Triviality is a second exception to the first- injury principle. Suppose A hits B and breaks B's glasses. Three years later a physician diagnoses a serious internal injury caused by the punch, but an injury that had no earlier manifestation. B's time to sue does not begin until the hidden injury is discovered. Courts generalize this as the principle that a claim does not accrue until the victim knows of an injury sufficiently serious to cause a reasonable person to seek legal redress. Goodhand v. United States, 40 F.3d 209, 212-13 (7th Cir. 1994) (observing that some states do have a triviality exception, but that it is part of federal law). Defamation and the need to hire costly accountants and attorneys to defend a million-dollar case cannot be called trivial, however; the sort of injuries the Leavells suffered through January 1994 lead many entirely reasonable people to sue. So the claim accrued no later than January 1994, and the two- year period of limitations was long gone when, on June 19, 1998, the Leavells finally got this suit under way.

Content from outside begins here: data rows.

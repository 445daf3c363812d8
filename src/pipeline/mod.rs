//! Pipeline entry points for CLI operations.
//!
//! - `run_dashboard`: Summary numbers, recent activity, top technologies
//! - `run_offers`: Local search over the cached offer list
//! - `run_analytics`: Company, location, salary and experience analytics
//! - `run_scan`: Trigger a scan and refresh the dashboard
//! - `run_alert` / `run_notifications` / `run_alert_jobs`: Job alerts
//! - `run_export` / `run_report`: Exports and market reports
//! - `run_validate` / `run_health`: Configuration and API checks

pub mod alerts;
pub mod analytics;
pub mod dashboard;
pub mod export;
pub mod offers;
pub mod scan;
pub mod validate;

pub use alerts::{run_alert, run_alert_jobs, run_notifications};
pub use analytics::run_analytics;
pub use dashboard::run_dashboard;
pub use export::{run_export, run_report};
pub use offers::run_offers;
pub use scan::run_scan;
pub use validate::{run_health, run_validate};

One last issue. The Leavells contend that equitable estoppel extends the time for suit because "the Internal Revenue Service agreed to conduct a completely new audit of Plaintiff's [sic] records" and did not renege on this offer until June 1998. That might be an interesting event if the Leavells were suing the Internal Revenue Service, but they are not. They want Kieffer, personally, to pay them a million dollars. They do not allege that Kieffer did anything to lull them into delaying a Bivens suit, so he can't be equitably estopped to plead the statute of limitations.